Standard DPO loss is adopted, where preferred/dispreferred responses are determined by the UGC-based reference scores.
Fine-tuning is conducted based on Mistral-7B-Instruct.

Key Experimental Results¶

Main Results¶

Method	Alpaca Eval 2 LC Win Rate(↑)	Description
Mistral-7B-Instruct baseline	Baseline	No alignment
DPO + Traditional Preference Data	Medium	Human/LLM-annotated preferences
DPO + PUGC	35.93% (SOTA)	+9.37% over traditional

Analysis Dimensions¶

Dimension	Result
Reward Signal Quality	PUGC's implicit preferences show high correlation with human-annotated preferences
Domain-Specific Alignment	Performs better when aligned on vertical-domain UGC
UGC Quality Robustness	Exhibits a degree of robustness against low-quality UGC
Theory of Mind	PUGC alignment enhances the model's capability of understanding user intentions

Key Findings¶

Implicit preferences from UGC indeed yield high-quality alignment signals, as evidenced by a significant gain of 9.37%.
Domain-specific UGC alignment outperforms generic alignment within its targeted domain, validating the value of domain adaptation.
The method exhibits tolerance toward UGC quality, meaning not all UGC needs to be of pristine quality.
It enhances the model's Theory of Mind, enabling it to better comprehend what users truly desire.

Highlights & Insights¶

The insight that "UGC equals free preference data" holds immense practical value, as billions of UGC pieces on the internet represent untapped alignment resources.
The conversion pipeline from "implicit to explicit" is highly practical and scalable, with a concise design of reverse-generating queries and scoring based on UGC references.
Domain-specific alignment is a unique advantage of PUGC; while general preference data struggles to cover all vertical fields, domain-specific UGC is ubiquitous.
The enhancement in Theory of Mind implies that UGC contains rich signals about "how humans formulate thoughts."
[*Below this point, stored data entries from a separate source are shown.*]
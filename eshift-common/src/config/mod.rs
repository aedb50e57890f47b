//! Configuration system for Engine Shift.
//!
//! - [`MigrationConfig`]: validated settings, replaced atomically
//! - [`ConfigPatch`]: partial, all-or-nothing changes
//! - Environment variable parsing with type safety and source tracking
//! - Optional TOML configuration file

pub mod env;
pub mod file;
pub mod migration;
pub mod source;

pub use env::{ENV_PREFIX, EnvError, EnvParser};
pub use file::{default_config_path, load_config_file, parse_config};
pub use migration::{
    ConfigPatch, MAX_BREAKER_PERIOD_SECS, MAX_CANARY_TIMEOUT_SECS, ManualOverride, MigrationConfig,
};
pub use source::{ConfigSource, Sourced};
//! Circuit breaker guarding the candidate engine.
//!
//! Explicit three-state machine:
//!
//! - **Closed**: candidate traffic flows; errors inside the sliding window
//!   are counted and the breaker opens once the count reaches the threshold.
//!   Successes do not reset the count; errors only leave the window by age.
//! - **Open**: candidate traffic is refused. After the cool-down (or an
//!   operator reset) the breaker moves to HalfOpen, never straight to Closed.
//! - **HalfOpen**: probes are admitted. Enough consecutive successes close
//!   the breaker; any failure reopens it.
//!
//! The breaker itself is not synchronized. `FeatureFlags` owns it behind a
//! mutex so check-then-transition is a single critical section. Time-based
//! methods take `now` so transitions are deterministic under test.

use crate::config::MigrationConfig;
use chrono::{DateTime, Utc};
use serde::{Deserialize, Serialize};
use std::collections::VecDeque;
use std::fmt;
use std::time::{Duration, Instant};

#[derive(Debug, Clone, Copy, PartialEq, Eq, Hash, Serialize, Deserialize)]
#[serde(rename_all = "snake_case")]
pub enum CircuitState {
    Closed,
    Open,
    HalfOpen,
}

impl fmt::Display for CircuitState {
    fn fmt(&self, f: &mut fmt::Formatter<'_>) -> fmt::Result {
        match self {
            Self::Closed => write!(f, "closed"),
            Self::Open => write!(f, "open"),
            Self::HalfOpen => write!(f, "half_open"),
        }
    }
}

/// Why a transition happened.
#[derive(Debug, Clone, Copy, PartialEq, Eq, Serialize, Deserialize)]
#[serde(rename_all = "snake_case")]
pub enum TransitionReason {
    /// Windowed error count reached the threshold.
    ErrorThreshold,
    /// A half-open probe failed.
    ProbeFailed,
    /// Enough half-open probes succeeded.
    ProbeSucceeded,
    /// The open cool-down elapsed.
    CooldownElapsed,
    /// Operator forced the breaker open.
    ManualTrip,
    /// Operator reset an open breaker.
    ManualReset,
}

/// A single observable state change.
#[derive(Debug, Clone, Copy, PartialEq, Eq, Serialize, Deserialize)]
pub struct Transition {
    pub from: CircuitState,
    pub to: CircuitState,
    pub reason: TransitionReason,
}

/// Breaker thresholds, derived from [`MigrationConfig`].
#[derive(Debug, Clone, Copy)]
pub struct BreakerSettings {
    /// When false the breaker counts but never opens on its own.
    pub enabled: bool,
    pub error_threshold: u32,
    pub window: Duration,
    pub cooldown: Duration,
    pub half_open_success_threshold: u32,
}

impl From<&MigrationConfig> for BreakerSettings {
    fn from(config: &MigrationConfig) -> Self {
        Self {
            enabled: config.circuit_breaker_enabled,
            error_threshold: config.error_threshold.max(1),
            window: config.breaker_window(),
            cooldown: config.breaker_cooldown(),
            half_open_success_threshold: config.half_open_success_threshold.max(1),
        }
    }
}

/// Counters exposed on the statistics surface.
#[derive(Debug, Clone, Default, PartialEq, Serialize)]
pub struct BreakerMetrics {
    pub state: Option<CircuitState>,
    pub total_errors: u64,
    pub total_successes: u64,
    pub times_opened: u64,
    pub window_error_count: usize,
    pub consecutive_probe_successes: u32,
    pub last_opened_at: Option<DateTime<Utc>>,
    pub last_transition: Option<Transition>,
}

#[derive(Debug)]
pub struct CircuitBreaker {
    state: CircuitState,
    /// Timestamps of errors recorded while closed, oldest first.
    window: VecDeque<Instant>,
    opened_at: Option<Instant>,
    consecutive_probe_successes: u32,
    metrics: BreakerMetrics,
}

impl Default for CircuitBreaker {
    fn default() -> Self {
        Self::new()
    }
}

impl CircuitBreaker {
    pub fn new() -> Self {
        Self {
            state: CircuitState::Closed,
            window: VecDeque::new(),
            opened_at: None,
            consecutive_probe_successes: 0,
            metrics: BreakerMetrics::default(),
        }
    }

    /// State as last computed. Call [`refresh`](Self::refresh) first to
    /// apply an elapsed cool-down.
    pub fn state(&self) -> CircuitState {
        self.state
    }

    pub fn metrics(&self) -> BreakerMetrics {
        BreakerMetrics {
            state: Some(self.state),
            window_error_count: self.window.len(),
            consecutive_probe_successes: self.consecutive_probe_successes,
            ..self.metrics.clone()
        }
    }

    /// Apply time-based transitions: Open -> HalfOpen once cooled down.
    pub fn refresh(&mut self, settings: &BreakerSettings, now: Instant) -> Option<Transition> {
        if self.state != CircuitState::Open {
            return None;
        }
        let opened_at = self.opened_at?;
        if now.saturating_duration_since(opened_at) >= settings.cooldown {
            return Some(self.transition(CircuitState::HalfOpen, TransitionReason::CooldownElapsed));
        }
        None
    }

    /// Record a candidate success. Call [`refresh`](Self::refresh) first.
    pub fn record_success(&mut self, settings: &BreakerSettings, now: Instant) -> Option<Transition> {
        self.metrics.total_successes += 1;

        match self.state {
            CircuitState::Closed => {
                self.prune(settings, now);
                None
            }
            CircuitState::HalfOpen => {
                self.consecutive_probe_successes += 1;
                if self.consecutive_probe_successes >= settings.half_open_success_threshold {
                    Some(self.transition(CircuitState::Closed, TransitionReason::ProbeSucceeded))
                } else {
                    None
                }
            }
            // Late outcomes can arrive while open; they only count.
            CircuitState::Open => None,
        }
    }

    /// Record a candidate error. Call [`refresh`](Self::refresh) first.
    pub fn record_error(&mut self, settings: &BreakerSettings, now: Instant) -> Option<Transition> {
        self.metrics.total_errors += 1;

        match self.state {
            CircuitState::Closed => {
                self.window.push_back(now);
                self.prune(settings, now);
                if settings.enabled && self.window.len() >= settings.error_threshold as usize {
                    self.opened_at = Some(now);
                    Some(self.transition(CircuitState::Open, TransitionReason::ErrorThreshold))
                } else {
                    None
                }
            }
            CircuitState::HalfOpen => {
                self.opened_at = Some(now);
                Some(self.transition(CircuitState::Open, TransitionReason::ProbeFailed))
            }
            CircuitState::Open => None,
        }
    }

    /// Force the breaker open regardless of counts.
    pub fn trip(&mut self, now: Instant) -> Option<Transition> {
        if self.state == CircuitState::Open {
            return None;
        }
        self.opened_at = Some(now);
        Some(self.transition(CircuitState::Open, TransitionReason::ManualTrip))
    }

    /// Operator reset: Open -> HalfOpen. Other states are left alone so
    /// recovery always passes through a probe.
    pub fn reset(&mut self) -> Option<Transition> {
        if self.state != CircuitState::Open {
            return None;
        }
        Some(self.transition(CircuitState::HalfOpen, TransitionReason::ManualReset))
    }

    fn prune(&mut self, settings: &BreakerSettings, now: Instant) {
        while let Some(oldest) = self.window.front() {
            if now.saturating_duration_since(*oldest) > settings.window {
                self.window.pop_front();
            } else {
                break;
            }
        }
    }

    fn transition(&mut self, to: CircuitState, reason: TransitionReason) -> Transition {
        let transition = Transition {
            from: self.state,
            to,
            reason,
        };
        self.state = to;
        self.consecutive_probe_successes = 0;
        match to {
            CircuitState::Open => {
                self.metrics.times_opened += 1;
                self.metrics.last_opened_at = Some(Utc::now());
            }
            CircuitState::Closed => {
                self.window.clear();
                self.opened_at = None;
            }
            CircuitState::HalfOpen => {
                self.window.clear();
            }
        }
        self.metrics.last_transition = Some(transition);
        transition
    }
}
Limitations & Future Work¶

The quality and representativeness of UGC affect the alignment direction; UGC from low-quality communities may introduce biases.
The accuracy of the "reverse-generated queries" serves as a bottleneck in the pipeline, as incorrect queries lead to faulty preference signals.
Validated only on Mistral-7B; performance on larger models remains unexplored.
UGC may contain outdated or erroneous information.

vs Traditional RLHF/DPO: Standard methods require explicit human preference annotations; PUGC extracts implicit preferences from unlabeled UGC, substantially reducing costs.
vs Constitutional AI: Utilizes AI principles to generate preferences; PUGC extracts preferences from authentic human creations, making it more grounded.
vs AgoraBench (Evaluating LMs as Data Generators): AgoraBench evaluates synthetic data quality, whereas PUGC utilizes existing UGC, representing a different data source strategy.

Rating¶

Novelty: ⭐⭐⭐⭐ Utilizing implicit UGC preferences for alignment is novel and offers exceptionally high practical value.
Experimental Thoroughness: ⭐⭐⭐⭐ Attained Alpaca Eval 2 SOTA along with multi-dimensional analysis.
Writing Quality: ⭐⭐⭐⭐ Motivation is clear.
Value: ⭐⭐⭐⭐⭐ A scalable alignment solution with direct utility for practical products.